Yeow Wai-chung, a Sha Tin resident, said armed police chased her on Sunday though she did not take part in the protest.

“How do I know if it is safe to come to the mall?” Yeow said.

Yeow said she was not satisfied with the mall’s staff merely giving her a complaint form to fill.

“How do I know if they will reply?” she said.

Protesters say they will boycott New Town Plaza and all other shopping malls owned by the group – Sun Hung Kai Properties – if the management fails to provide a satisfactory response defending police deployment. Photo: Stanley Shin

The crowd grew rowdier at around 8.30pm, chanting: “Sun Hung Kai! Shameful!”

Some raised photos of riot police getting into the mall on Sunday.

Democratic Party lawmaker Lam Cheuk-ting urged people to be peaceful, claiming to have seen a young man carrying a bag of metal pipes.

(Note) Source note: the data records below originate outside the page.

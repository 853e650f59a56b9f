// SPDX-License-Identifier: BUSL-1.1
// Copyright (c) 2026 Alfred Jean LLC

//! Helpers common to every `PlatformBackend`: certs-folder creation,
//! artifact discovery by regex, and zipping discovered artifacts into
//! `out/{code}_{platform}_{epochmillis}.zip`.

use std::io::Write;
use std::path::{Path, PathBuf};

use regex::Regex;

use crate::error::BuildError;
use crate::pipeline::PipelineContext;

/// Ensure `certs/` exists in the workspace and return its path.
pub fn ensure_certs_dir(ctx: &PipelineContext<'_>) -> Result<PathBuf, BuildError> {
    let dir = ctx.workspace.certs_dir();
    std::fs::create_dir_all(&dir).map_err(|e| BuildError::from_stage("build", e))?;
    Ok(dir)
}

/// Recursively collect every file under `root` whose path (relative to
/// `root`, with platform separators normalized to `/`) matches `pattern`.
pub fn find_artifacts(root: &Path, pattern: &Regex) -> Vec<PathBuf> {
    let mut found = Vec::new();
    for entry in walkdir::WalkDir::new(root).into_iter().filter_map(Result::ok) {
        if !entry.file_type().is_file() {
            continue;
        }
        let Ok(rel) = entry.path().strip_prefix(root) else {
            continue;
        };
        let rel_str = rel.to_string_lossy().replace('\\', "/");
        if pattern.is_match(&rel_str) {
            found.push(entry.path().to_path_buf());
        }
    }
    found
}

/// Zip the given artifact files (flattened to their basenames) into
/// `out/{code}_{platform}_{epochmillis}.zip`, failing with a user-visible
/// error if `artifacts` is empty.
pub fn pack_artifacts(
    ctx: &PipelineContext<'_>,
    artifacts: &[PathBuf],
    epoch_millis: u64,
) -> Result<PathBuf, BuildError> {
    if artifacts.is_empty() {
        return Err(BuildError::new(
            "no build artifacts found to pack",
            "The build completed but produced no recognizable output artifact.",
        ));
    }

    std::fs::create_dir_all(ctx.workspace.out_dir())
        .map_err(|e| BuildError::from_stage("pack", e))?;
    let zip_path = ctx.workspace.out_dir().join(format!(
        "{}_{}_{}.zip",
        ctx.job.code.as_str(),
        ctx.job.platform.as_str(),
        epoch_millis
    ));

    let file = std::fs::File::create(&zip_path).map_err(|e| BuildError::from_stage("pack", e))?;
    let mut zip = zip::ZipWriter::new(file);
    let opts = zip::write::SimpleFileOptions::default();

    for artifact in artifacts {
        let name = artifact
            .file_name()
            .map(|n| n.to_string_lossy().into_owned())
            .ok_or_else(|| BuildError::uniform("artifact path has no file name"))?;
        zip.start_file(name, opts)
            .map_err(|e| BuildError::from_stage("pack", e))?;
        let bytes = std::fs::read(artifact).map_err(|e| BuildError::from_stage("pack", e))?;
        zip.write_all(&bytes)
            .map_err(|e| BuildError::from_stage("pack", e))?;
    }
    zip.finish().map_err(|e| BuildError::from_stage("pack", e))?;
    Ok(zip_path)
}

#[cfg(test)]
#[path = "shared_tests.rs"]
mod tests;
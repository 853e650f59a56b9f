// SPDX-License-Identifier: BUSL-1.1
// Copyright (c) 2026 Alfred Jean LLC

//! Errors that can terminate a service process outright. Per-iteration
//! failures never reach this type — they're logged and swallowed by the
//! runtime loop (see `service.rs`).

#[derive(Debug, thiserror::Error)]
pub enum ServiceError {
    #[error("initialization failed: {0}")]
    Init(String),
    #[error("I/O error: {0}")]
    Io(#[from] std::io::Error),
}
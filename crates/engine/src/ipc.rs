// SPDX-License-Identifier: BUSL-1.1
// Copyright (c) 2026 Alfred Jean LLC

//! The build child's process contract: the arguments it's launched with
//! and the single terminal message it prints to stdout before exiting.
//! Shared between the Builder (which spawns the child) and the child
//! binary itself, so the two sides can never drift.

use std::path::PathBuf;

use farm_core::{Environment, Job, WorkspaceId, WorkspaceLayout};
use serde::{Deserialize, Serialize};

use crate::error::BuildError;
use crate::pipeline::{self, PipelineContext};
use crate::platform::backend_for;

/// Everything the child needs to reconstruct a [`PipelineContext`] without
/// depending on the parent's in-memory state.
#[derive(Debug, Clone, Serialize, Deserialize)]
pub struct BuildChildArgs {
    pub job: Job,
    pub projects_root: PathBuf,
    pub config_root: Option<PathBuf>,
    pub data_root: PathBuf,
    pub environment: Environment,
    pub log_level: String,
}

/// The failure shape printed on the wire when the pipeline errors.
/// `msg_public` serializes as `msgPublic` per the wire contract.
#[derive(Debug, Clone, Serialize, Deserialize)]
pub struct BuildChildFailure {
    pub message: String,
    #[serde(rename = "msgPublic")]
    pub msg_public: String,
}

impl From<BuildError> for BuildChildFailure {
    fn from(err: BuildError) -> Self {
        Self {
            message: err.message,
            msg_public: err.msg_public,
        }
    }
}

/// `None` on success, serializing to the literal `null` the parent expects
/// as its one terminal IPC message.
pub type BuildChildMessage = Option<BuildChildFailure>;

/// Run the five-stage pipeline for `args` and return the terminal message
/// the child should print to stdout. Never panics: every failure mode
/// becomes `Some(BuildChildFailure)`.
pub async fn run_build_child(args: &BuildChildArgs) -> BuildChildMessage {
    let workspace_id = WorkspaceId::for_job(&args.job.code, args.job.starttime);
    let workspace = WorkspaceLayout::new(&args.projects_root, &workspace_id);
    let ctx = PipelineContext {
        job: &args.job,
        workspace: &workspace,
        config_root: args.config_root.as_deref(),
        data_root: &args.data_root,
    };
    let backend = backend_for(args.job.platform);

    match pipeline::run(&ctx, backend.as_ref()).await {
        Ok(_zip_path) => None,
        Err(err) => Some(err.into()),
    }
}

#[cfg(test)]
#[path = "ipc_tests.rs"]
mod tests;
// SPDX-License-Identifier: BUSL-1.1
// Copyright (c) 2026 Alfred Jean LLC

//! Zero-byte `{service_id}.lock` marker: its existence means the owning
//! service is currently inside a job iteration. Observable by the Admin API
//! and by a cooperative `stop()`.

use std::path::{Path, PathBuf};

/// RAII guard over a service's working lockfile. Creating the guard creates
/// the file; dropping it (or calling [`WorkingLock::clear`]) removes it.
/// Using a guard means a panicking iteration can never leave a stale lock
/// behind — `working(false)` is not a step that can be skipped.
pub struct WorkingLock {
    path: PathBuf,
    held: bool,
}

impl WorkingLock {
    /// Path to the lockfile for `service_id` inside `workspace_root`.
    pub fn path_for(workspace_root: &Path, service_id: &str) -> PathBuf {
        workspace_root.join(format!("{service_id}.lock"))
    }

    /// Construct a (not-yet-held) guard for the given lockfile path.
    pub fn new(path: PathBuf) -> Self {
        Self { path, held: false }
    }

    /// Whether the lockfile currently exists on disk.
    pub fn is_working(path: &Path) -> bool {
        path.exists()
    }

    /// Create the lockfile. Idempotent.
    pub fn acquire(&mut self) -> std::io::Result<()> {
        if let Some(parent) = self.path.parent() {
            std::fs::create_dir_all(parent)?;
        }
        std::fs::File::create(&self.path)?;
        self.held = true;
        Ok(())
    }

    /// Remove the lockfile. Idempotent — tolerates the file already being gone.
    pub fn clear(&mut self) {
        if self.held {
            let _ = std::fs::remove_file(&self.path);
            self.held = false;
        }
    }

    pub fn path(&self) -> &Path {
        &self.path
    }
}

impl Drop for WorkingLock {
    fn drop(&mut self) {
        self.clear();
    }
}

#[cfg(test)]
#[path = "working_lock_tests.rs"]
mod tests;
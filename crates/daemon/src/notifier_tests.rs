// SPDX-License-Identifier: BUSL-1.1
// Copyright (c) 2026 Alfred Jean LLC

use super::*;
use farm_adapters::FakeBackendClient;
use farm_core::{Environment, FakeClock, FarmRoot, JobId, Notification, NotificationId, PlatformKind, UuidIdGen};
use std::sync::Arc;
use tempfile::tempdir;

fn test_ctx(root: &tempfile::TempDir, backend: FakeBackendClient, environment: Environment) -> ServiceContext {
    ServiceContext {
        root: FarmRoot::new(root.path()),
        environment,
        backend: Arc::new(backend),
        clock: Arc::new(FakeClock::new(1_700_000_000_000)),
        id_gen: Arc::new(UuidIdGen),
    }
}

#[tokio::test]
async fn run_iteration_is_a_no_op_when_the_queue_is_empty() {
    let dir = tempdir().unwrap();
    let ctx = test_ctx(&dir, FakeBackendClient::new(), Environment::Testing);
    let mut service = NotifierService::new();
    service.run_iteration(&ctx).await.unwrap();
    assert!(ctx.backend.calls().is_empty());
}

#[tokio::test]
async fn run_iteration_acks_and_cleans_the_workspace_on_successful_upload() {
    let dir = tempdir().unwrap();
    let backend = FakeBackendClient::new();
    let ctx = test_ctx(&dir, backend, Environment::Testing);

    let mut queue = NotificationQueue::open(ctx.root.notification_queue_path()).unwrap();
    let notification = Notification::success(JobId::new("A1"), PlatformKind::Android, 42);
    queue
        .enqueue(notification.clone(), NotificationId::new("n1"), ctx.clock.epoch_ms())
        .unwrap();
    drop(queue);

    let workspace_id = WorkspaceId::for_job(&notification.code, notification.starttime);
    let workspace = WorkspaceLayout::new(&ctx.root.projects_dir(), &workspace_id);
    workspace.ensure_dirs().unwrap();
    tokio::fs::write(workspace.out_dir().join("app.apk"), b"artifact").await.unwrap();

    let mut service = NotifierService::new();
    service.run_iteration(&ctx).await.unwrap();

    assert!(!workspace.root().exists());
    let calls = ctx.backend.calls();
    assert_eq!(calls.len(), 1);
}

#[tokio::test]
async fn run_iteration_preserves_the_workspace_in_develop() {
    let dir = tempdir().unwrap();
    let backend = FakeBackendClient::new();
    let ctx = test_ctx(&dir, backend, Environment::Develop);

    let mut queue = NotificationQueue::open(ctx.root.notification_queue_path()).unwrap();
    let notification = Notification::success(JobId::new("A1"), PlatformKind::Android, 42);
    queue
        .enqueue(notification.clone(), NotificationId::new("n1"), ctx.clock.epoch_ms())
        .unwrap();
    drop(queue);

    let workspace_id = WorkspaceId::for_job(&notification.code, notification.starttime);
    let workspace = WorkspaceLayout::new(&ctx.root.projects_dir(), &workspace_id);
    workspace.ensure_dirs().unwrap();

    let mut service = NotifierService::new();
    service.run_iteration(&ctx).await.unwrap();

    assert!(workspace.root().exists());
}

#[tokio::test]
async fn run_iteration_leaves_the_message_in_flight_when_the_upload_fails() {
    let dir = tempdir().unwrap();
    let backend = FakeBackendClient::new();
    backend.set_fail_post_result(true);
    let ctx = test_ctx(&dir, backend, Environment::Testing);

    let mut queue = NotificationQueue::open(ctx.root.notification_queue_path()).unwrap();
    let notification = Notification::success(JobId::new("A1"), PlatformKind::Android, 42);
    queue
        .enqueue(notification.clone(), NotificationId::new("n1"), ctx.clock.epoch_ms())
        .unwrap();
    drop(queue);

    let mut service = NotifierService::new();
    service.run_iteration(&ctx).await.unwrap();

    let mut queue = NotificationQueue::open(ctx.root.notification_queue_path()).unwrap();
    assert_eq!(queue.tries(&NotificationId::new("n1")), Some(1));
}

#[tokio::test]
async fn run_iteration_discards_a_message_past_the_max_retry_count() {
    let dir = tempdir().unwrap();
    let backend = FakeBackendClient::new();
    backend.set_fail_post_result(true);
    let ctx = test_ctx(&dir, backend, Environment::Testing);

    let id = NotificationId::new("n1");
    let notification = Notification::success(JobId::new("A1"), PlatformKind::Android, 42);
    {
        let mut queue = NotificationQueue::open(ctx.root.notification_queue_path()).unwrap();
        queue.enqueue(notification.clone(), id.clone(), ctx.clock.epoch_ms()).unwrap();
        for _ in 0..MAX_RETRIES_NUMBER {
            queue.dequeue(ctx.clock.epoch_ms(), Duration::from_secs(0)).unwrap();
        }
    }

    let mut service = NotifierService::new();
    service.run_iteration(&ctx).await.unwrap();

    let queue = NotificationQueue::open(ctx.root.notification_queue_path()).unwrap();
    assert!(queue.is_empty());
}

Hongkongers react to the extradition bill clashes in Sha Tin

By 9.10pm, all mall staff had left the centre. One was rescued by a group of paramedics.

One paramedic said his team was responding to a call about a “major disaster”.

By around 10pm, protesters left messages on the walls of the mall with Post-it notes, effectively turning them into Lennon walls – message boards that have sprung up across the city letting protesters vent their feelings against the now-suspended extradition bill.

“You must be responsible for customers’ safety,” one read.

“Sun Hung Kai, without Sha Tin people you will fold,” another read.

Another Sha Tin resident, Ben Lee, 48, said people were angry.

Democratic Party lawmaker Lam Cheuk-ting urges people to remain peaceful during the protest at New Town Plaza in Sha Tin on Tuesday. Photo: May Tse

Should the mall’s manager Sun Hung Kai fail to give an explanation, Lee said people might continue to protest and disrupt business.

“It will affect business. They must explain,” Lee said.

Lee said the entry of police into the mall last Sunday was unacceptable.

A young man, who wished to remain unnamed, said people could consider taking more radical actions, such as besieging Sun Hung Kai’s headquarters in Wan Chai, if the company did not explain its action.

He said he took part in the protest last Sunday, but left before the clashes began between the protesters and police.